# palm weight and uses?



## imagineero (Mar 2, 2011)

just wondering if anyone has a rule of thumb / formula / log chart for palms. I've got the log weight chart thats been floating round the net for ages, but no palms on there. For most trees, weight isn't a factor until cranes come in. We chip everything and sell or at least give it away, so the weight of the tree isn't especially important. I've gotten pretty good at guessing how many cubes most trees will chip down to, and then how many trees I can fit in the truck fully chipped.

Palms are a bit of a different story. I cant give them away, so they always end up being taken to the tip. Most tips in aus are now charging an extra surcharge for palms over and above the 'green waste' dumping fee and i some tips it's as high as $230/tonne. I've taken a minor hosing on palms a few times now; just last week I did a phoenix that wasn't especially tall (I did the crown from the ground) but tipped the scales just over a tonne! Where possible I try to just put the whole thing on the truck, but if we've got a lot to do I'll put them through the chipper.

It would be great to have some Idea of how to calculate weights. 90% of the palms I'm doing are cocos and phoenix, with the occasional washingtonia. And while we're on the subject.... anybody got a clever use / way of getting rid of the pulp?

Thanks,
Shaun


----------



## ozzy42 (Mar 2, 2011)

WOW 230 a ton sounds like a bunch to pay to dump.
Here [in Florida] they are charged the same as everything else. I think parts of California put the extra charge on them though.

As for the weight on them ,it's kind of hard to narrow it down to black and white ,as they lighten up considerably as they dry.My guess would be 48-50 lbs for a 12"dia. x 12" long cocos log,maybe a little lighter for the washies.

I have often wondered the same thing for what we call Austrailian Pine/cuasarina[sp] here. Those things are like concrete and heavy as hell.


----------



## imagineero (Mar 2, 2011)

The last few years have seen a lot of changes in waste management in aus.... city dumps are no longer doing landfill, they've all become 'waste transfer stations'. The upside is that they do a lot more resource recovery, the downside is $230/tonne for palms ;-)

Some outer city dumps are not yet differentiating palm from other green waste, and charge about $130/tonne for green. Rural dumps are charging as little as $50/tonne for green, and some even have deals where you can dump an entire trailer (no weight restriction) of green on a weekend for $15, but only if you're a local resident. 

A lot of my work is inner city thesedays, and it just isnt worth driving far out of town for the cheaper rates. If you're doing half a dozen good size palms we might be talkign 3-4 tonnes, times $230=nearly $1000 plus labour to load it all and driving time, this could easily add $1500 to the cost of a job which is really only 2 hours work onsite. This makes palms incredibly expensive to remove compared to other trees you can chip and sell. 

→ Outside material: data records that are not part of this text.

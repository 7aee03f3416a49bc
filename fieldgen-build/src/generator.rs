//! Generator that rewrites schema files into compiled modules with their
//! field artifacts spliced in.

use crate::report::{GenerationReport, format_diagnostic};
use crate::scanner::{SchemaFile, has_fieldgen_derive, is_module_name, scan_directory};
use anyhow::{Context, Result, bail};
use fieldgen_codegen::{ArtifactKind, Namespace, Outcome, generate_input, is_helper_attribute, requested_kinds};
use quote::quote;
use std::collections::{BTreeMap, BTreeSet};
use std::fs;
use std::path::{Path, PathBuf};
use syn::punctuated::Punctuated;
use syn::{Attribute, DeriveInput, Item, Token, parse_quote};

/// Builder for configuring and running the schema generator.
pub struct Generator {
    scan_paths: Vec<PathBuf>,
    output_dir: PathBuf,
    crate_name: String,
    dry_run: bool,
}

impl Generator {
    /// Create a new generator with default settings.
    pub fn new() -> Self {
        Self {
            scan_paths: Vec::new(),
            output_dir: PathBuf::from("src/generated"),
            crate_name: "crate".to_string(),
            dry_run: false,
        }
    }

    /// Add a directory (or single file) of schema sources.
    ///
    /// Can be called multiple times to scan multiple directories.
    /// Default: `schema/`
    pub fn scan_path(mut self, path: impl Into<PathBuf>) -> Self {
        self.scan_paths.push(path.into());
        self
    }

    /// Set the directory that receives the generated modules.
    ///
    /// Default: `src/generated`
    pub fn output_dir(mut self, path: impl Into<PathBuf>) -> Self {
        self.output_dir = path.into();
        self
    }

    /// Set the module path the output directory is mounted at, used to name
    /// declarations in diagnostics.
    ///
    /// Default: `crate`
    pub fn crate_name(mut self, name: impl Into<String>) -> Self {
        self.crate_name = name.into();
        self
    }

    /// Run the whole pipeline without touching the output directory.
    pub fn dry_run(mut self, dry_run: bool) -> Self {
        self.dry_run = dry_run;
        self
    }

    /// Run the generator.
    ///
    /// Declarations that fail validation are reported in the returned
    /// [`GenerationReport`] and do not abort the run; read, parse and write
    /// failures do.
    pub fn run(self) -> Result<GenerationReport> {
        let scan_paths = if self.scan_paths.is_empty() {
            vec![PathBuf::from("schema/")]
        } else {
            self.scan_paths.clone()
        };

        let mut report = GenerationReport {
            dry_run: self.dry_run,
            ..Default::default()
        };
        let mut units: BTreeMap<PathBuf, Unit> = BTreeMap::new();

        for path in &scan_paths {
            let files =
                scan_directory(path, &self.crate_name).with_context(|| format!("Failed to scan {}", path.display()))?;

            for file in files {
                let Some(namespace) = file.namespace.clone() else {
                    log::warn!("{}: file name is not a module name, skipping", file.path.display());
                    let outcomes = unresolved_outcomes(&file);
                    report.outcomes.extend(outcomes);
                    continue;
                };

                let (items, outcomes) = transform_items(file.syntax.items, &namespace)
                    .with_context(|| format!("Failed to transform {}", file.path.display()))?;
                for diagnostic in outcomes.iter().flat_map(|outcome| &outcome.diagnostics) {
                    log::warn!("{}", format_diagnostic(diagnostic));
                }
                report.outcomes.extend(outcomes);

                if let Some(previous) = units.get(&file.output) {
                    bail!(
                        "{} and {} both generate {}",
                        previous.source.display(),
                        file.path.display(),
                        file.output.display()
                    );
                }
                units.insert(
                    file.output,
                    Unit {
                        source: file.path,
                        attrs: file.syntax.attrs,
                        items,
                    },
                );
            }
        }

        add_module_declarations(&mut units);

        for (relative, unit) in &units {
            let path = self.output_dir.join(relative);
            let code = render_unit(unit).with_context(|| format!("Failed to render {}", path.display()))?;
            if write_if_changed(&path, &code, self.dry_run)? {
                log::info!("{} {}", if self.dry_run { "would write" } else { "wrote" }, path.display());
                report.files_written.push(path);
            } else {
                report.files_unchanged.push(path);
            }
        }

        log::debug!(
            "generated {} artifact(s) with {} error(s) and {} warning(s)",
            report.artifact_count(),
            report.error_count(),
            report.warning_count()
        );

        Ok(report)
    }
}

impl Default for Generator {
    fn default() -> Self {
        Self::new()
    }
}

/// One output file before rendering.
struct Unit {
    source: PathBuf,
    attrs: Vec<Attribute>,
    items: Vec<Item>,
}

/// Rewrite a module's items: strip fieldgen derives and helper attributes and
/// splice every produced artifact right after its declaration.
fn transform_items(items: Vec<Item>, namespace: &Namespace) -> Result<(Vec<Item>, Vec<Outcome>)> {
    let mut output = Vec::with_capacity(items.len());
    let mut outcomes = Vec::new();

    for item in items {
        match item {
            Item::Mod(mut item_mod) if item_mod.content.is_some() => {
                let child = namespace.child(&item_mod.ident.to_string());
                if let Some((brace, inner)) = item_mod.content.take() {
                    let (inner, inner_outcomes) = transform_items(inner, &child)?;
                    item_mod.content = Some((brace, inner));
                    outcomes.extend(inner_outcomes);
                }
                output.push(Item::Mod(item_mod));
            }
            item => match declaration(&item) {
                Some(input) if has_fieldgen_derive(&input.attrs) => {
                    let (stripped, declaration_outcomes) = generate_for(input, namespace)?;
                    output.push(stripped);
                    output.extend(artifact_items(&declaration_outcomes)?);
                    outcomes.extend(declaration_outcomes);
                }
                _ => output.push(item),
            },
        }
    }

    Ok((output, outcomes))
}

fn generate_for(mut input: DeriveInput, namespace: &Namespace) -> Result<(Item, Vec<Outcome>)> {
    let kinds = requested_kinds(&input.attrs)
        .with_context(|| format!("Malformed derive attribute on `{}`", input.ident))?;
    log::debug!("{namespace}::{}: generating {}", input.ident, join_kinds(&kinds));

    let outcomes = generate_input(&input, Some(namespace.clone()), &kinds);

    input.attrs = strip_fieldgen_attrs(std::mem::take(&mut input.attrs))?;
    Ok((Item::from(input), outcomes))
}

/// Struct, enum and union items as derive input; anything else is not a declaration.
fn declaration(item: &Item) -> Option<DeriveInput> {
    match item {
        Item::Struct(item) => Some(DeriveInput::from(item.clone())),
        Item::Enum(item) => Some(DeriveInput::from(item.clone())),
        Item::Union(item) => Some(DeriveInput::from(item.clone())),
        _ => None,
    }
}

fn join_kinds(kinds: &[ArtifactKind]) -> String {
    kinds.iter().map(ArtifactKind::to_string).collect::<Vec<_>>().join(", ")
}

fn artifact_items(outcomes: &[Outcome]) -> Result<Vec<Item>> {
    let mut items = Vec::new();
    for artifact in outcomes.iter().filter_map(|outcome| outcome.artifact.as_ref()) {
        let file: syn::File = syn::parse2(artifact.tokens().clone())
            .with_context(|| format!("Generated {} for {} does not parse", artifact.kind(), artifact.declaration()))?;
        items.extend(file.items);
    }
    Ok(items)
}

/// Drop fieldgen entries from `#[derive(..)]` lists and every helper
/// attribute; the output must not expand the derives a second time.
fn strip_fieldgen_attrs(attrs: Vec<Attribute>) -> Result<Vec<Attribute>> {
    let mut kept = Vec::with_capacity(attrs.len());

    for attr in attrs {
        if is_helper_attribute(&attr) {
            continue;
        }
        if !attr.path().is_ident("derive") {
            kept.push(attr);
            continue;
        }

        let paths = attr
            .parse_args_with(Punctuated::<syn::Path, Token![,]>::parse_terminated)
            .context("Malformed derive attribute")?;
        let remaining: Vec<&syn::Path> = paths
            .iter()
            .filter(|path| ArtifactKind::from_derive_path(path).is_none())
            .collect();
        if !remaining.is_empty() {
            kept.push(parse_quote!(#[derive(#(#remaining),*)]));
        }
    }

    Ok(kept)
}

/// Every requested artifact of a file whose path has no module name fails
/// with `UnresolvedNamespace`.
fn unresolved_outcomes(file: &SchemaFile) -> Vec<Outcome> {
    let mut outcomes = Vec::new();
    collect_unresolved(&file.syntax.items, &mut outcomes);
    outcomes
}

fn collect_unresolved(items: &[Item], outcomes: &mut Vec<Outcome>) {
    for item in items {
        if let Item::Mod(item_mod) = item
            && let Some((_, inner)) = &item_mod.content
        {
            collect_unresolved(inner, outcomes);
        } else if let Some(input) = declaration(item)
            && let Ok(kinds) = requested_kinds(&input.attrs)
        {
            outcomes.extend(generate_input(&input, None, &kinds));
        }
    }
}

/// Give every generated directory a `mod.rs` declaring its children. A
/// schema-provided `mod.rs` keeps its items; declarations it already has are
/// not repeated.
fn add_module_declarations(units: &mut BTreeMap<PathBuf, Unit>) {
    let mut children: BTreeMap<PathBuf, BTreeSet<String>> = BTreeMap::new();

    for relative in units.keys() {
        let mut current = relative.clone();
        let mut is_file = true;
        loop {
            let Some(name) = current.file_stem().and_then(|s| s.to_str()).map(str::to_string) else {
                break;
            };
            let parent = current.parent().map(Path::to_path_buf).unwrap_or_default();
            if !(is_file && name == "mod") {
                children.entry(parent.clone()).or_default().insert(name);
            }
            if parent.as_os_str().is_empty() {
                break;
            }
            current = parent;
            is_file = false;
        }
    }
    children.entry(PathBuf::new()).or_default();

    for (dir, names) in children {
        let mod_path = dir.join("mod.rs");
        let unit = units.entry(mod_path.clone()).or_insert_with(|| Unit {
            source: mod_path,
            attrs: Vec::new(),
            items: Vec::new(),
        });
        let declared: BTreeSet<String> = unit
            .items
            .iter()
            .filter_map(|item| match item {
                Item::Mod(item_mod) => Some(item_mod.ident.to_string()),
                _ => None,
            })
            .collect();

        let declarations: Vec<Item> = names
            .iter()
            .filter(|name| is_module_name(name) && !declared.contains(*name))
            .map(|name| {
                let ident = syn::Ident::new(name, proc_macro2::Span::call_site());
                parse_quote!(pub mod #ident;)
            })
            .collect();
        let items = std::mem::take(&mut unit.items);
        unit.items = declarations.into_iter().chain(items).collect();
    }
}

fn render_unit(unit: &Unit) -> Result<String> {
    let attrs = &unit.attrs;
    let items = &unit.items;
    let output = quote! {
        #![allow(unused_imports)]
        #(#attrs)*
        #(#items)*
    };

    let syntax_tree = syn::parse2(output).context("Failed to parse generated code")?;
    Ok(format!(
        "// Generated by fieldgen-build. Do not edit manually.\n\n{}",
        prettyplease::unparse(&syntax_tree)
    ))
}

/// Only write if content has changed (avoids unnecessary recompilation).
fn write_if_changed(path: &Path, code: &str, dry_run: bool) -> Result<bool> {
    let should_write = match fs::read_to_string(path) {
        Ok(existing) => existing != code,
        Err(_) => true,
    };

    if should_write && !dry_run {
        if let Some(parent) = path.parent() {
            fs::create_dir_all(parent).with_context(|| format!("Failed to create directory {}", parent.display()))?;
        }
        fs::write(path, code).with_context(|| format!("Failed to write {}", path.display()))?;
    }

    Ok(should_write)
}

I've had some luck with customers who were short on cash and happy to hang on to the wood until it dries out, then take it to the tip themselves and save $$$. For me, it's the same amount of profit, or pretty similar whether I do a straight fall or a full removal. I actually prefer to just do the falling to be honest, it's all cream.

Shaun


----------



## Koa Man (Mar 3, 2011)

We pay the same price to dump palms as all other green waste. Your tip fee for palms is extremely high. If I had a lot of land, which I don't, I would dump all my palm debris on it and take it to the dump after a month. Palm debris are extremely light when dried out. Trunks take a while to dry out, but the green parts dry out very quickly. A large coco frond that weighs 20 lbs. green will be 5 lbs. in about 15 days in the sun. I have also found coconut trunks to be a lot lighter at the top and heavier as you cut down, even when they are the same diameter. Making a weigh chart would be difficult as the trunks retain more water the closer you get to the ground.


----------